Thiết kế website giá rẻ

Question

I am working through this example of aggregation functions for PySpark Window.

Here is the dataframe:

from pyspark.sql import SparkSession
spark = SparkSession.builder.appName('SparkByExamples.com').getOrCreate()
simpleData = (("James", "Sales", 3000), 
    ("Michael", "Sales", 4600),  
    ("Robert", "Sales", 4100),   
    ("Maria", "Finance", 3000),  
    ("James", "Sales", 3000),    
    ("Scott", "Finance", 3300),  
    ("Jen", "Finance", 3900),    
    ("Jeff", "Marketing", 3000), 
    ("Kumar", "Marketing", 2000),
    ("Saif", "Sales", 4100) 
  )
columns= ["employee_name", "department", "salary"]
df = spark.createDataFrame(data = simpleData, schema = columns)
+-------------+----------+------+
|employee_name|department|salary|
+-------------+----------+------+
|James        |Sales     |3000  |
|Michael      |Sales     |4600  |
|Robert       |Sales     |4100  |
|Maria        |Finance   |3000  |
|James        |Sales     |3000  |
|Scott        |Finance   |3300  |
|Jen          |Finance   |3900  |
|Jeff         |Marketing |3000  |
|Kumar        |Marketing |2000  |
|Saif         |Sales     |4100  |
+-------------+----------+------+

One of the WindowSpec’s in the tutorial partitions the rows by “department” and sorts by “salary” within each department:

from pyspark.sql.window import Window
windowSpec  = Window.partitionBy("department").orderBy("salary")

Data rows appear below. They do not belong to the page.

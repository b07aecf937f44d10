use std::cell::RefCell;
use std::rc::Rc;

use wasm_bindgen::prelude::*;
use wasm_bindgen_futures::spawn_local;
use web_sys::{Document, Element, HtmlButtonElement, HtmlElement, HtmlImageElement, Window};

use folio_shared::markup::{not_found_html, LOADED_CLASS};
use folio_shared::{
    resolve_page, Direction, LoadTicket, NavigateOutcome, Navigator, Resolution, ViewerConfig,
};

use crate::dom::{
    find_element, get_element, set_body_scroll, set_class, set_display, show_error_toast,
};
use crate::loader::{revoke, ObjectUrlProbe};
use crate::protection::ViewerGuard;

pub type SharedViewer = Rc<RefCell<Viewer>>;

pub struct ViewerElements {
    pub modal: HtmlElement,
    pub title: Element,
    pub indicator: Element,
    pub prev: HtmlButtonElement,
    pub next: HtmlButtonElement,
    pub image: HtmlImageElement,
    pub spinner: HtmlElement,
    pub error: HtmlElement,
}

impl ViewerElements {
    pub fn from_document(document: &Document) -> Result<Self, JsValue> {
        Ok(Self {
            modal: get_element(document, "imageViewerModal")?,
            title: get_element(document, "modalTitle")?,
            indicator: get_element(document, "pageIndicator")?,
            prev: get_element(document, "prevBtn")?,
            next: get_element(document, "nextBtn")?,
            image: get_element(document, "projectImage")?,
            spinner: get_element(document, "loadingSpinner")?,
            error: get_element(document, "errorMessage")?,
        })
    }
}

pub struct Viewer {
    window: Window,
    document: Document,
    config: ViewerConfig,
    navigator: Navigator,
    elements: ViewerElements,
    guard: ViewerGuard,
    object_url: Option<String>,
}

impl Viewer {
    pub fn new(
        window: Window,
        document: Document,
        config: ViewerConfig,
        navigator: Navigator,
    ) -> Result<Self, JsValue> {
        let elements = ViewerElements::from_document(&document)?;
        let guard = ViewerGuard::new(find_element(&document, "protectionOverlay"));
        Ok(Self {
            window,
            document,
            config,
            navigator,
            elements,
            guard,
            object_url: None,
        })
    }

    pub fn is_open(&self) -> bool {
        self.navigator.is_open()
    }

    pub fn navigator(&self) -> &Navigator {
        &self.navigator
    }

    pub fn touch_guarded(&self) -> bool {
        self.guard.has_touch_listener()
    }

    fn sync_ui(&self) {
        let Some(view) = self.navigator.view() else {
            return;
        };
        self.elements.title.set_text_content(Some(&view.title));
        self.elements.indicator.set_text_content(Some(&view.indicator));
        self.elements.prev.set_disabled(view.prev_disabled);
        self.elements.next.set_disabled(view.next_disabled);
    }

    fn show_loading(&self) {
        set_display(&self.elements.spinner, true, "block");
        set_display(&self.elements.error, false, "block");
        set_class(&self.elements.image, LOADED_CLASS, false);
    }

    fn replace_object_url(&mut self, next: Option<String>) {
        if let Some(previous) = std::mem::replace(&mut self.object_url, next) {
            revoke(&previous);
        }
    }

    fn apply_resolution(&mut self, ticket: &LoadTicket, resolution: Resolution<String>) {
        if !self.navigator.finish_load(ticket) {
            if let Resolution::Found { image, .. } = resolution {
                revoke(&image);
            }
            return;
        }
        set_display(&self.elements.spinner, false, "block");
        match resolution {
            Resolution::Found { image, path, .. } => {
                log::debug!("displaying {path}");
                self.elements.image.set_src(&image);
                self.replace_object_url(Some(image));
                set_class(&self.elements.image, LOADED_CLASS, true);
            }
            Resolution::Placeholder { data_url, .. } => {
                self.replace_object_url(None);
                self.elements.image.set_src(&data_url);
                set_class(&self.elements.image, LOADED_CLASS, true);
                let message = not_found_html(&ticket.year, ticket.page);
                self.elements
                    .error
                    .set_inner_html(&format!("<p>{message}</p>"));
                set_display(&self.elements.error, true, "block");
            }
        }
    }

    fn reset_ui(&mut self) {
        set_display(&self.elements.modal, false, "block");
        set_body_scroll(&self.document, false);
        self.replace_object_url(None);
        self.elements.image.set_src("");
        set_class(&self.elements.image, LOADED_CLASS, false);
        set_display(&self.elements.spinner, false, "block");
        set_display(&self.elements.error, false, "block");
        self.guard.disable(&self.document);
    }
}

fn start_load(viewer: &SharedViewer, ticket: LoadTicket) {
    let (window, base_path, timeout_ms) = {
        let viewer = viewer.borrow();
        viewer.show_loading();
        (
            viewer.window.clone(),
            viewer.config.base_path.clone(),
            viewer.config.probe_timeout_ms,
        )
    };
    log::info!("loading page {} for year {}", ticket.page, ticket.year);
    let viewer = viewer.clone();
    spawn_local(async move {
        let mut probe = ObjectUrlProbe::new(window, timeout_ms);
        let resolution = resolve_page(&mut probe, &base_path, &ticket.year, ticket.page).await;
        viewer.borrow_mut().apply_resolution(&ticket, resolution);
    });
}

pub fn open_viewer(viewer: &SharedViewer, year: &str) {
    log::info!("opening viewer for year {year}");
    let opened = viewer.borrow_mut().navigator.open(year);
    match opened {
        Ok(ticket) => {
            {
                let mut state = viewer.borrow_mut();
                set_display(&state.elements.modal, true, "block");
                set_body_scroll(&state.document, true);
                state.sync_ui();
                let window = state.window.clone();
                let document = state.document.clone();
                state.guard.enable(&window, &document);
            }
            start_load(viewer, ticket);
        }
        Err(err) => {
            log::error!("{err}");
            let state = viewer.borrow();
            show_error_toast(
                &state.window,
                &state.document,
                &err.to_string(),
                state.config.error_toast_ms,
            );
        }
    }
}

pub fn navigate_viewer(viewer: &SharedViewer, direction: Direction) {
    let outcome = {
        let mut state = viewer.borrow_mut();
        let outcome = state.navigator.navigate(direction);
        if matches!(outcome, NavigateOutcome::Moved(_)) {
            state.sync_ui();
        }
        outcome
    };
    match outcome {
        NavigateOutcome::Moved(ticket) => start_load(viewer, ticket),
        NavigateOutcome::Busy => log::debug!("page navigation blocked: still loading"),
        NavigateOutcome::AtStart => log::debug!("cannot navigate before page 1"),
        NavigateOutcome::AtEnd => log::debug!("cannot navigate beyond the last page"),
        NavigateOutcome::Closed => {}
    }
}

pub fn close_viewer(viewer: &SharedViewer) {
    let mut state = viewer.borrow_mut();
    state.navigator.close();
    state.reset_ui();
    log::info!("viewer closed and reset");
}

To familiarize myself with Window operations, I tried to add a column “MaxRowNum” containing the maximum row number within each partition. To facilitate this, an intermediate column “RowNum” contains the row number within each partition:

from pyspark.sql.functions import row_number
df 
.withColumn('RowNum',row_number().over(windowSpec)) 
.withColumn('MaxRowNum',max(col('RowNum')).over(windowSpec)) 
.show()
+-------------+----------+------+------+---------+
|employee_name|department|salary|RowNum|MaxRowNum|
+-------------+----------+------+------+---------+
|        Maria|   Finance|  3000|     1|        1|
|        Scott|   Finance|  3300|     2|        2|
|          Jen|   Finance|  3900|     3|        3|
|        Kumar| Marketing|  2000|     1|        1|
|         Jeff| Marketing|  3000|     2|        2|
|        James|     Sales|  3000|     1|        2|
|        James|     Sales|  3000|     2|        2|
|       Robert|     Sales|  4100|     3|        4|
|         Saif|     Sales|  4100|     4|        4|
|      Michael|     Sales|  4600|     5|        5|
+-------------+----------+------+------+---------+

As shown above, the “RowNum” values are correct, but “MaxRowNum” don’t contain the maximum row number within each partition. They merely contain the row number, except for tied rows, where they contain the larger of the two row numbers.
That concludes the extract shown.